Built-in functions

Sometimes there is no need to reinvent the wheel

Filling

forward

Fill the missing values using the last available value based on an index (only applicable in the timeseries setting).

Python SDK
YAML
Python SDK
from cengine import PipelineConfig
from cengine import Method
p = PipelineConfig()
p.features['feature_a'].filling = Method(method='forward',
parameters={})
YAML
feature_a:
filling:
method: 'forward'
parameters: {}

backwards

Fill the missing values using the next available value based on an index (only applicable in the timeseries setting).

Python SDK
YAML
Python SDK
from cengine import PipelineConfig
from cengine import Method
p = PipelineConfig()
p.features['feature_a'].filling = Method(method='backwards',
parameters={})
YAML
feature_a:
filling:
method: 'backwards'
parameters: {}

min

Fill the missing values with the minimum value of the selected feature.

Python SDK
YAML
Python SDK
from cengine import PipelineConfig
from cengine import Method
p = PipelineConfig()
p.features['feature_a'].filling = Method(method='min',
parameters={})
YAML
feature_a:
filling:
method: 'min'
parameters: {}

In a pipeline which operates on a sequential dataset, this function utilizes the minimum value within a trip instead of a global minimum.

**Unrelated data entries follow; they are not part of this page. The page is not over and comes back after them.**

// Path: crates/relayer/src/events/packets.rs

//! Rebuilds sent packets and written acknowledgements from handler logs.

use super::{EventKind, EventSchemas, LogScanner};
use crate::contracts::{PacketData, SendPacket, WriteAcknowledgement};
use atlas_api::context::CallContext;
use atlas_api::ledger::{BlockTag, RawLog};
use atlas_types::error::ProverError;
use atlas_types::ibc::{AcknowledgementRecord, PacketRecord, TimeoutHeight};
use ibc_core_channel_types::acknowledgement::Acknowledgement;
use ibc_core_channel_types::commitment::{compute_ack_commitment, compute_packet_commitment};
use ibc_core_channel_types::timeout::TimeoutHeight as IbcTimeoutHeight;
use ibc_core_client_types::Height;
use ibc_core_channel_types::timeout::TimeoutTimestamp;
use std::sync::Arc;

/// The ICS-04 packet commitment of `packet`.
///
/// A zero timeout height means "no timeout height"; a zero revision height
/// under a non-zero revision is not a valid height and fails with `Decode`.
pub fn packet_commitment(packet: &PacketRecord) -> Result<Vec<u8>, ProverError> {
    let timeout_height = match packet.timeout_height {
        TimeoutHeight {
            revision_number: 0,
            revision_height: 0,
        } => IbcTimeoutHeight::Never,
        TimeoutHeight {
            revision_number,
            revision_height,
        } => IbcTimeoutHeight::At(Height::new(revision_number, revision_height).map_err(|e| {
            ProverError::Decode(format!("packet {} timeout height: {e}", packet.sequence))
        })?),
    };
    let timeout_timestamp = TimeoutTimestamp::from_nanoseconds(packet.timeout_timestamp);
    Ok(compute_packet_commitment(&packet.data, &timeout_height, &timeout_timestamp).into_vec())
}

/// The ICS-04 acknowledgement commitment. Empty acknowledgements are rejected.
pub fn ack_commitment(acknowledgement: &[u8]) -> Result<Vec<u8>, ProverError> {
    let ack = Acknowledgement::try_from(acknowledgement.to_vec())
        .map_err(|e| ProverError::Decode(format!("acknowledgement: {e}")))?;
    Ok(compute_ack_commitment(&ack).into_vec())
}

fn packet_record(p: PacketData) -> PacketRecord {
    PacketRecord {
        sequence: p.sequence,
        source_port: p.source_port,
        source_channel: p.source_channel,
        destination_port: p.destination_port,
        destination_channel: p.destination_channel,
        data: p.data.to_vec(),
        timeout_height: TimeoutHeight {
            revision_number: p.timeout_height.revision_number,
            revision_height: p.timeout_height.revision_height,
        },
        timeout_timestamp: p.timeout_timestamp,
    }
}

fn ack_record(ev: WriteAcknowledgement) -> AcknowledgementRecord {
    AcknowledgementRecord {
        destination_port: ev.destinationPortId,
        destination_channel: ev.destinationChannel,
        sequence: ev.sequence,
        acknowledgement: ev.acknowledgement.to_vec(),
    }
}

/// Packet and acknowledgement views derived from the handler's event history.
///
/// Every log of the scanned topic is decoded; a single malformed log fails the
/// whole query rather than being skipped.
pub struct PacketReconstructor {
    scanner: Arc<LogScanner>,
    schemas: Arc<EventSchemas>,
}

impl PacketReconstructor {
    /// Reconstructs packets from the logs `scanner` returns, decoded with `schemas`.
    pub fn new(scanner: Arc<LogScanner>, schemas: Arc<EventSchemas>) -> Self {
        Self { scanner, schemas }
    }

    async fn logs(
        &self,
        ctx: &CallContext,
        kind: EventKind,
        up_to: BlockTag,
    ) -> Result<Vec<RawLog>, ProverError> {
        self.scanner
            .scan_schema(ctx, self.schemas.schema(kind), up_to)
            .await
    }

    fn decode_packet(&self, log: &RawLog) -> Result<PacketRecord, ProverError> {
        let ev: SendPacket = self.schemas.schema(EventKind::SendPacket).decode(log)?;
        Ok(packet_record(ev.packet))
    }

    fn decode_ack(&self, log: &RawLog) -> Result<AcknowledgementRecord, ProverError> {
        let ev: WriteAcknowledgement = self
            .schemas
            .schema(EventKind::WriteAcknowledgement)
            .decode(log)?;
        Ok(ack_record(ev))
    }

    /// Every packet sent on `(port, channel)` through `up_to`, in emission order.
    pub async fn list_packets(
        &self,
        ctx: &CallContext,
        port: &str,
        channel: &str,
        up_to: BlockTag,
    ) -> Result<Vec<PacketRecord>, ProverError> {
        let mut packets = Vec::new();
        for log in self.logs(ctx, EventKind::SendPacket, up_to).await? {
            let packet = self.decode_packet(&log)?;
            if packet.is_on(port, channel) {
                packets.push(packet);
            }
        }
        Ok(packets)
    }

    /// The first packet sent as `(port, channel, sequence)` through `up_to`.
    pub async fn find_packet(
        &self,
        ctx: &CallContext,
        port: &str,
        channel: &str,
        sequence: u64,
        up_to: BlockTag,
    ) -> Result<PacketRecord, ProverError> {
        for log in self.logs(ctx, EventKind::SendPacket, up_to).await? {
            let packet = self.decode_packet(&log)?;
            if packet.matches(port, channel, sequence) {
                return Ok(packet);
            }
        }
        Err(ProverError::PacketNotFound {
            port: port.to_string(),
            channel: channel.to_string(),
            sequence,
        })
    }

    /// Every acknowledgement written on `(port, channel)` through `up_to`.
    pub async fn list_acknowledgements(
        &self,
        ctx: &CallContext,
        port: &str,
        channel: &str,
        up_to: BlockTag,
    ) -> Result<Vec<AcknowledgementRecord>, ProverError> {
        let mut acks = Vec::new();
        for log in self.logs(ctx, EventKind::WriteAcknowledgement, up_to).await? {
            let ack = self.decode_ack(&log)?;
            if ack.is_on(port, channel) {
                acks.push(ack);
            }
        }
        Ok(acks)
    }

    /// The first acknowledgement written for `(port, channel, sequence)`.
    pub async fn find_acknowledgement(
        &self,
        ctx: &CallContext,
        port: &str,
        channel: &str,
        sequence: u64,
        up_to: BlockTag,
    ) -> Result<AcknowledgementRecord, ProverError> {
        for log in self.logs(ctx, EventKind::WriteAcknowledgement, up_to).await? {
            let ack = self.decode_ack(&log)?;
            if ack.matches(port, channel, sequence) {
                return Ok(ack);
            }
        }
        Err(ProverError::AcknowledgementNotFound {
            port: port.to_string(),
            channel: channel.to_string(),
            sequence,
        })
    }
}

#[cfg(test)]
mod tests {
    use super::*;
    use crate::contracts::HeightData;
    use alloy_sol_types::SolEvent;
    use atlas_test_utils::fixtures::HANDLER;
    use atlas_test_utils::{assert_err_code, MockLedger};

    fn send(ledger: &MockLedger, channel: &str, sequence: u64, block: u64) {
        let ev = SendPacket {
            packet: PacketData {
                sequence,
                source_port: "transfer".into(),
                source_channel: channel.into(),
                destination_port: "transfer".into(),
                destination_channel: "channel-7".into(),
                data: vec![sequence as u8; 4].into(),
                timeout_height: HeightData {
                    revision_number: 1,
                    revision_height: 500,
                },
                timeout_timestamp: 0,
            },
        };
        ledger.emit(HANDLER, vec![SendPacket::SIGNATURE_HASH], ev.encode_data(), block);
    }

    fn reconstructor(ledger: Arc<MockLedger>) -> PacketReconstructor {
        PacketReconstructor::new(
            Arc::new(LogScanner::new(ledger)),
            Arc::new(EventSchemas::new(HANDLER)),
        )
    }

    fn record(data: &[u8], revision_number: u64, revision_height: u64, timestamp: u64) -> PacketRecord {
        PacketRecord {
            sequence: 1,
            source_port: "transfer".into(),
            source_channel: "channel-0".into(),
            destination_port: "transfer".into(),
            destination_channel: "channel-7".into(),
            data: data.to_vec(),
            timeout_height: TimeoutHeight {
                revision_number,
                revision_height,
            },
            timeout_timestamp: timestamp,
        }
    }

    #[test]
    fn packet_commitment_matches_ics04_vector() {
        let expected: [u8; 32] = [
            0xa9, 0x28, 0xb5, 0x1f, 0x62, 0xbd, 0x54, 0x00, 0x91, 0xec, 0x45, 0x1f, 0x4e, 0xf3,
            0x45, 0x79, 0x4f, 0x05, 0x9e, 0x65, 0x91, 0x08, 0x16, 0x86, 0x61, 0x26, 0xdc, 0x36,
            0x4f, 0x84, 0xcc, 0x15,
        ];
        let got = packet_commitment(&record(b"packet data", 42, 24, 0x42)).unwrap();
        assert_eq!(got, expected.to_vec());
    }

    #[test]
    fn ack_commitment_matches_ics04_vector() {
        let expected: [u8; 32] = [
            0x05, 0x4e, 0xde, 0xc1, 0xd0, 0x21, 0x1f, 0x62, 0x4f, 0xed, 0x0c, 0xbc, 0xa9, 0xd4,
            0xf9, 0x40, 0x0b, 0x0e, 0x49, 0x1c, 0x43, 0x74, 0x2a, 0xf2, 0xc5, 0xb0, 0xab, 0xeb,
            0xf0, 0xc9, 0x90, 0xd8,
        ];
        assert_eq!(ack_commitment(&[0, 1, 2, 3]).unwrap(), expected.to_vec());
        assert_err_code!(ack_commitment(&[]), "PROVER_DECODE_ERROR");
    }

    #[test]
    fn zero_timeout_height_means_no_timeout() {
        let commitment = packet_commitment(&record(b"hello", 0, 0, 9)).unwrap();
        assert_eq!(commitment.len(), 32);
        assert_err_code!(
            packet_commitment(&record(b"hello", 3, 0, 9)),
            "PROVER_DECODE_ERROR"
        );
    }

    #[tokio::test]
    async fn finds_packet_on_its_channel_only() {
        let ledger = Arc::new(MockLedger::new());
        send(&ledger, "channel-1", 1, 3);
        send(&ledger, "channel-0", 1, 4);
        send(&ledger, "channel-0", 2, 5);
        ledger.set_head(10);
        let r = reconstructor(ledger);
        let ctx = CallContext::background();

        let p = r
            .find_packet(&ctx, "transfer", "channel-0", 1, BlockTag::Latest)
            .await
            .unwrap();
        assert_eq!(p.source_channel, "channel-0");
        assert_eq!(p.timeout_height.revision_height, 500);

        let all = r
            .list_packets(&ctx, "transfer", "channel-0", BlockTag::Latest)
            .await
            .unwrap();
        assert_eq!(all.iter().map(|p| p.sequence).collect::<Vec<_>>(), vec![1, 2]);

        // Sequence 2 was sent after block 4.
        assert_err_code!(
            r.find_packet(&ctx, "transfer", "channel-0", 2, BlockTag::Number(4))
                .await,
            "PROVER_PACKET_NOT_FOUND"
        );
    }

    #[tokio::test]
    async fn malformed_log_fails_the_query() {
        let ledger = Arc::new(MockLedger::new());
        send(&ledger, "channel-0", 1, 1);
        ledger.emit(HANDLER, vec![SendPacket::SIGNATURE_HASH], vec![0u8; 7], 2);
        ledger.set_head(5);
        let r = reconstructor(ledger);
        let res = r
            .list_packets(&CallContext::background(), "transfer", "channel-0", BlockTag::Latest)
            .await;
        assert!(matches!(res, Err(ProverError::Decode(_))));
    }

    #[tokio::test]
    async fn acknowledgements_are_matched_by_destination() {
        let ledger = Arc::new(MockLedger::new());
        let ev = WriteAcknowledgement {
            destinationPortId: "transfer".into(),
            destinationChannel: "channel-0".into(),
            sequence: 4,
            acknowledgement: vec![0x01].into(),
        };
        ledger.emit(
            HANDLER,
            vec![WriteAcknowledgement::SIGNATURE_HASH],
            ev.encode_data(),
            2,
        );
        ledger.set_head(3);
        let r = reconstructor(ledger);
        let ctx = CallContext::background();
        let ack = r
            .find_acknowledgement(&ctx, "transfer", "channel-0", 4, BlockTag::Latest)
            .await
            .unwrap();
        assert_eq!(ack.acknowledgement, vec![0x01]);
        assert_err_code!(
            r.find_acknowledgement(&ctx, "transfer", "channel-1", 4, BlockTag::Latest)
                .await,
            "PROVER_ACK_NOT_FOUND"
        );
    }
}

You can find a more in-depth guide on how to use sequential datasets here.

max

Fill the missing values with the maximum value of the selected feature.

Python SDK
YAML
Python SDK
from cengine import PipelineConfig
from cengine import Method
p = PipelineConfig()
p.features['feature_a'].filling = Method(method='max',
parameters={})
YAML
feature_a:
filling:
method: 'max'
parameters: {}

In a pipeline which operates on a sequential dataset, this function utilizes the maximum value within a trip instead of a global minimum. You can find a more in-depth guide on how to use sequential datasets here.

mean

Fill the missing values with the mean value of the selected feature.

Python SDK
YAML
Python SDK
from cengine import PipelineConfig
from cengine import Method
p = PipelineConfig()
p.features['feature_a'].filling = Method(method='mean',
parameters={})
YAML
feature_a:
filling:
method: 'mean'
parameters: {}

In a pipeline which operates on a sequential dataset, this function utilizes the mean value within a trip instead of a global minimum. You can find a more in-depth guide on how to use sequential datasets here.

custom

Fill the missing values of the selected with a custom value, requires the following parameters:

  • custom_value: Selected value for the filling process.

Python SDK
YAML
Python SDK
from cengine import PipelineConfig
from cengine import Method
p = PipelineConfig()
p.features['feature_a'].filling = Method(method='custom',
parameters={'custom_value': 3})
YAML
feature_a:
filling:
method: 'backwards'
parameters: {}

Resampling

mean

Aggregate values within a time interval based on the mean value.

Python SDK
YAML
Python SDK
from cengine import PipelineConfig
from cengine import Method
p = PipelineConfig()
p.features['feature_a'].resampling = Method(method='mean',
parameters={})
YAML
feature_a:
resampling:
method: 'mean'
parameters: {}

mode

Aggregate values within a time interval based on the mode.

Python SDK
YAML
Python SDK
from cengine import PipelineConfig
from cengine import Method
p = PipelineConfig()
p.features['feature_a'].resampling = Method(method='mode',
parameters={})
YAML
feature_a:
resampling:
method: 'mode'
parameters: {}

median

Aggregate values based on their median value.

Python SDK
YAML
Python SDK
from cengine import PipelineConfig
from cengine import Method
p = PipelineConfig()
p.features['feature_a'].resampling = Method(method='median',
parameters={})
YAML
feature_a:
resampling:
method: 'median'
parameters: {}

threshold

Aggregate values based on a condition, requires the following parameters:

  • cond: A string, representing the selected condition. Choose between the options greater, greater_or_equal, equal, less_or_equal, less, includes.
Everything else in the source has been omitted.